What you have to do: Show the lines below that contain the string "positive".

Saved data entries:
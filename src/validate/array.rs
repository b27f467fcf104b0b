//! Array assertions: `items`, `additionalItems`, size bounds, `uniqueItems`.

use std::rc::Rc;

use serde_json::Value;

use crate::canon::canonical;
use crate::context::JsonContext;
use crate::report::{Keyword, Report};
use crate::schema::{Additional, Items, Schema, SchemaNode};
use crate::validate::sub_validate;

pub(crate) fn validate(
    schema: &Schema,
    node: &SchemaNode,
    items: &[Value],
    value: &Value,
    result: &mut Report,
    context: &Rc<JsonContext>,
) {
    match &node.items {
        Items::None => {}
        Items::Single(child) => {
            for (i, element) in items.iter().enumerate() {
                let sub_context = JsonContext::child(context, i.to_string());
                let attempt = sub_validate(schema, *child, element, &sub_context);
                result.merge(attempt);
            }
        }
        Items::Tuple(children) => {
            let positional = children.len().min(items.len());
            for i in 0..positional {
                let sub_context = JsonContext::child(context, i.to_string());
                let attempt = sub_validate(schema, children[i], &items[i], &sub_context);
                result.merge(attempt);
            }
            // elements past the tuple answer to additionalItems; a value
            // shorter than the tuple is only the size bounds' business
            for i in children.len()..items.len() {
                match &node.additional_items {
                    Additional::Any => {}
                    Additional::Forbidden => {
                        result.add_error(
                            Rc::clone(context),
                            Keyword::AdditionalItems,
                            Some(Value::Bool(false)),
                            value.clone(),
                            "additional items are not allowed".to_string(),
                        );
                    }
                    Additional::Node(child) => {
                        let sub_context = JsonContext::child(context, i.to_string());
                        let attempt = sub_validate(schema, *child, &items[i], &sub_context);
                        result.merge(attempt);
                    }
                }
            }
        }
    }

    if let Some(min) = node.min_items {
        if items.len() < min {
            result.add_error(
                Rc::clone(context),
                Keyword::MinItems,
                Some(Value::from(min)),
                value.clone(),
                format!("array must have at least {min} items"),
            );
        }
    }
    if let Some(max) = node.max_items {
        if items.len() > max {
            result.add_error(
                Rc::clone(context),
                Keyword::MaxItems,
                Some(Value::from(max)),
                value.clone(),
                format!("array must have at most {max} items"),
            );
        }
    }

    if node.unique_items {
        let mut seen = Vec::with_capacity(items.len());
        for element in items {
            let canon = canonical(element);
            if seen.contains(&canon) {
                result.add_error(
                    Rc::clone(context),
                    Keyword::UniqueItems,
                    None,
                    value.clone(),
                    "array items must be unique".to_string(),
                );
            }
            seen.push(canon);
        }
    }

    result.increment_score();
}
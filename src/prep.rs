//! Document pre-processing for the CLI.
//!
//! One source file can yield many documents: NDJSON splits by line, a jq
//! filter may emit a stream, and a JSON pointer that selects an array is
//! expanded element-wise. Order is jq first, pointer second, so the pointer
//! addresses the filter's output.

use anyhow::{anyhow, Context, Result};
use jaq_core::{compile::Undefined, load, Compiler, Ctx, RcIter};
use jaq_json::Val;
use serde::de::DeserializeOwned;
use serde_json::Value;

#[derive(Debug, Clone, Default)]
pub struct PrepOptions {
    /// Treat input as newline-delimited JSON.
    pub ndjson: bool,
    /// JSON pointer selecting a subnode of each document; arrays expand.
    pub json_pointer: Option<String>,
    /// jq filter applied to each document before pointer selection.
    pub jq_expr: Option<String>,
}

/// Parse one source file into the documents to validate.
pub fn documents_from_source(src: &str, source_name: &str, opts: &PrepOptions) -> Result<Vec<Value>> {
    let mut parsed = Vec::new();
    if opts.ndjson {
        for (i, line) in src.lines().enumerate() {
            let line = line.trim();
            if line.is_empty() {
                continue;
            }
            let value: Value = serde_json::from_str(line)
                .with_context(|| format!("NDJSON parse error {source_name}:{}", i + 1))?;
            parsed.push(value);
        }
    } else {
        let value: Value = parse_with_path(src)
            .map_err(|e| anyhow!("JSON parse error ({source_name}): {e}"))?;
        parsed.push(value);
    }

    let mut out = Vec::new();
    for value in parsed {
        let filtered = match opts.jq_expr.as_deref() {
            None => vec![value],
            Some(expr) => apply_filter(expr, &value)
                .with_context(|| format!("jq filter failed ({source_name})"))?,
        };
        for item in filtered {
            match opts.json_pointer.as_deref() {
                None => out.push(item),
                Some(ptr) => match item.pointer(ptr) {
                    // nothing at this pointer in this document
                    None => {}
                    Some(Value::Array(elements)) => out.extend(elements.iter().cloned()),
                    Some(other) => out.push(other.clone()),
                },
            }
        }
    }
    Ok(out)
}

/// Deserialize with JSON-path context in error messages.
pub fn parse_with_path<T: DeserializeOwned>(src: &str) -> Result<T, String> {
    let de = &mut serde_json::Deserializer::from_str(src);
    match serde_path_to_error::deserialize::<_, T>(de) {
        Ok(v) => Ok(v),
        Err(err) => {
            let path = err.path().to_string();
            Err(format!("at JSON path {path}: {}", err.into_inner()))
        }
    }
}

/// Run a jq filter over one document, yielding its output stream as values.
pub(crate) fn apply_filter(filter_src: &str, input: &Value) -> Result<Vec<Value>> {
    let loader = load::Loader::new(jaq_std::defs().chain(jaq_json::defs()));
    let arena = load::Arena::default();
    let program = load::File { code: filter_src, path: () };

    let modules = loader.load(&arena, program).map_err(format_parse_errors)?;

    let filter = Compiler::default()
        .with_funs(jaq_std::funs().chain(jaq_json::funs()))
        .compile(modules)
        .map_err(format_undefined_errors)?;

    let inputs = RcIter::new(core::iter::empty());
    let mut out = Vec::new();
    for item in filter.run((Ctx::new([], &inputs), Val::from(input.clone()))) {
        let val = item.map_err(|e| anyhow!(format!("{e:?}")))?;
        // Val: Display -> JSON text
        let value: Value = serde_json::from_str(&format!("{val}"))
            .map_err(|e| anyhow!("filter output is not JSON: {e}"))?;
        out.push(value);
    }
    Ok(out)
}

fn format_parse_errors(errs: Vec<(load::File<&str, ()>, load::Error<&str>)>) -> anyhow::Error {
    let mut s = String::new();
    for (file, err) in errs {
        s.push_str(&format!("parse error: {err:?} in `{}`\n", file.code));
    }
    anyhow!(s)
}

fn format_undefined_errors(
    errs: Vec<(load::File<&str, ()>, Vec<(&str, Undefined)>)>,
) -> anyhow::Error {
    let mut s = String::new();
    for (file, list) in errs {
        for (name, undef) in list {
            s.push_str(&format!("undefined `{name}`: {undef:?} in `{}`\n", file.code));
        }
    }
    anyhow!(s)
}
#[test]
fn one_of_accepts_exactly_one_match() {
    check_valid(json!({"oneOf": [{"type": "string"}, {"type": "integer"}]}), json!(3));
    // both alternatives match an integer
    check(
        json!({"oneOf": [{"type": "integer"}, {"type": "number"}]}),
        json!(1),
        json!({"(root)": [["oneOf", [{"type": "integer"}, {"type": "number"}]]]}),
    );
}

#[test]
fn one_of_zero_matches_reports_the_best_failure() {
    let schema = json!({"oneOf": [
        {"type": "string"},
        {"type": "object", "required": ["a"]}
    ]});
    check(schema, json!({"b": 1}), json!({"(root).a": [["required"]]}));
}

#[test]
fn one_of_tie_reports_the_summary() {
    check(
        json!({"oneOf": [{"type": "string"}, {"type": "number"}]}),
        json!(true),
        json!({"(root)": [["oneOf", [{"type": "string"}, {"type": "number"}]]]}),
    );
}

#[test]
fn not_inverts_and_discards_sub_errors() {
    check_valid(json!({"not": {"type": "string"}}), json!(5));
    check(
        json!({"not": {"type": "string"}}),
        json!("s"),
        json!({"(root)": [["not", {"type": "string"}]]}),
    );
    // `not` over the empty schema rejects everything
    check(
        json!({"not": {}}),
        json!(5),
        json!({"(root)": [["not", {}]]}),
    );
}

// ------------------------------ References ------------------------------- //

#[test]
fn refs_resolve_through_definitions() {
    let schema = json!({
        "definitions": {"positive": {"type": "integer", "minimum": 1}},
        "type": "object",
        "properties": {"count": {"$ref": "#/definitions/positive"}}
    });
    check_valid(schema.clone(), json!({"count": 3}));
    check(schema, json!({"count": 0}), json!({"(root).count": [["minimum", 1]]}));
}

#[test]
fn recursive_refs_follow_the_document_depth() {
    let schema = json!({
        "type": "object",
        "properties": {
            "value": {"type": "integer"},
            "next": {"$ref": "#"}
        }
    });
    check_valid(schema.clone(), json!({"value": 1, "next": {"value": 2}}));
    check(
        schema,
        json!({"value": 1, "next": {"next": {"value": "x"}}}),
        json!({"(root).next.next.value": [["type", "integer"]]}),
    );
}

// ------------------------------- Contexts -------------------------------- //

#[test]
fn nested_locations_join_with_dots() {
    let schema = json!({
        "items": {"type": "object", "properties": {"name": {"type": "string"}}}
    });
    check(
        schema,
        json!([{"name": "ok"}, {"name": 7}]),
        json!({"(root).1.name": [["type", "string"]]}),
    );
}

// ----------------------------- Determinism ------------------------------- //

#[test]
fn reports_are_byte_identical_across_runs() {
    let schema = Schema::compile(&json!({
        "type": "object",
        "properties": {"a": {"type": "string"}, "b": {"minimum": 3}},
        "patternProperties": {"^x": {"type": "integer"}},
        "additionalProperties": false,
        "required": ["a", "missing"]
    }))
    .unwrap();
    let document = json!({"a": 5, "b": 1, "x1": "no", "extra": true});
    let first = serde_json::to_string(&validate(&schema, &document).to_json()).unwrap();
    let second = serde_json::to_string(&validate(&schema, &document).to_json()).unwrap();
    assert_eq!(first, second);
}
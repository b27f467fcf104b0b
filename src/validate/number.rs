//! Numeric assertions: `multipleOf`, `minimum`/`maximum` with their
//! exclusive flags. Runs for every numeric value, integer-tagged or not.

use std::rc::Rc;

use serde_json::Value;

use crate::canon::number_value;
use crate::context::JsonContext;
use crate::report::{Keyword, Report};
use crate::schema::SchemaNode;
use crate::value::is_integer;

pub(crate) fn validate(
    node: &SchemaNode,
    n: f64,
    value: &Value,
    result: &mut Report,
    context: &Rc<JsonContext>,
) {
    if let Some(factor) = node.multiple_of {
        if !is_integer(n / factor) {
            result.add_error(
                Rc::clone(context),
                Keyword::MultipleOf,
                Some(number_value(factor)),
                value.clone(),
                format!("must be a multiple of {}", number_value(factor)),
            );
        }
    }

    if let Some(maximum) = node.maximum {
        if node.exclusive_maximum {
            if n >= maximum {
                result.add_error(
                    Rc::clone(context),
                    Keyword::ExclusiveMaximum,
                    Some(number_value(maximum)),
                    value.clone(),
                    format!("must be strictly less than {}", number_value(maximum)),
                );
            }
        } else if n > maximum {
            result.add_error(
                Rc::clone(context),
                Keyword::Maximum,
                Some(number_value(maximum)),
                value.clone(),
                format!("must be less than or equal to {}", number_value(maximum)),
            );
        }
    }

    if let Some(minimum) = node.minimum {
        if node.exclusive_minimum {
            if n <= minimum {
                result.add_error(
                    Rc::clone(context),
                    Keyword::ExclusiveMinimum,
                    Some(number_value(minimum)),
                    value.clone(),
                    format!("must be strictly greater than {}", number_value(minimum)),
                );
            }
        } else if n < minimum {
            result.add_error(
                Rc::clone(context),
                Keyword::Minimum,
                Some(number_value(minimum)),
                value.clone(),
                format!("must be greater than or equal to {}", number_value(minimum)),
            );
        }
    }

    result.increment_score();
}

Result of this task:
        "definitions": {"positive": {"type": "integer", "minimum": 1}},
        "properties": {"count": {"$ref": "#/definitions/positive"}}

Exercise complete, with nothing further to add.